-- Stored data entries --
__________
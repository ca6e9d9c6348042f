//! protoc-gen-plain
//!
//! Reads a CodeGeneratorRequest from stdin and writes the response to
//! stdout. Logs go to stderr, filtered by `RUST_LOG` (default `info`).
//!
//! Usage:
//!   protoc --plain_out=plain_suffix=Plain,enable_crf=true:./gen proto/*.proto

#![deny(warnings)]
#![deny(missing_docs)]

use std::io::{self, Read, Write};

use prost::Message;
use tracing_subscriber::EnvFilter;

fn main() -> Result<(), Box<dyn std::error::Error>> {
    tracing_subscriber::fmt()
        .with_env_filter(EnvFilter::try_from_default_env().unwrap_or_else(|_| EnvFilter::new("info")))
        .with_writer(io::stderr)
        .with_ansi(false)
        .init();

    // Read the CodeGeneratorRequest from stdin
    let mut input = Vec::new();
    io::stdin().read_to_end(&mut input)?;

    let response = protoc_gen_plain::generate_from_bytes(&input)?;
    if let Some(error) = &response.error {
        tracing::error!(%error, "generation failed");
    }

    // Write the response to stdout
    let mut output = Vec::new();
    response.encode(&mut output)?;
    io::stdout().write_all(&output)?;

    Ok(())
}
__________
-- HOW TO COMPLETE THIS TASK --
Each entry needs to be transcribed exactly.

-- EXERCISE SOLUTION --
repository ca6e9d9c6348042f
//! protoc-gen-plain
//!
//! Reads a CodeGeneratorRequest from stdin and writes the response to
//! stdout. Logs go to stderr, filtered by `RUST_LOG` (default `info`).
//!
//! Usage:
//!   protoc --plain_out=plain_suffix=Plain,enable_crf=true:./gen proto/*.proto

#![deny(warnings)]
#![deny(missing_docs)]

use std::io::{self, Read, Write};

use prost::Message;
use tracing_subscriber::EnvFilter;

fn main() -> Result<(), Box<dyn std::error::Error>> {
    tracing_subscriber::fmt()
        .with_env_filter(EnvFilter::try_from_default_env().unwrap_or_else(|_| EnvFilter::new("info")))
        .with_writer(io::stderr)
        .with_ansi(false)
        .init();

    // Read the CodeGeneratorRequest from stdin
    let mut input = Vec::new();
    io::stdin().read_to_end(&mut input)?;

    let response = protoc_gen_plain::generate_from_bytes(&input)?;
    if let Some(error) = &response.error {
        tracing::error!(%error, "generation failed");
    }

    // Write the response to stdout
    let mut output = Vec::new();
    response.encode(&mut output)?;
    io::stdout().write_all(&output)?;

    Ok(())
}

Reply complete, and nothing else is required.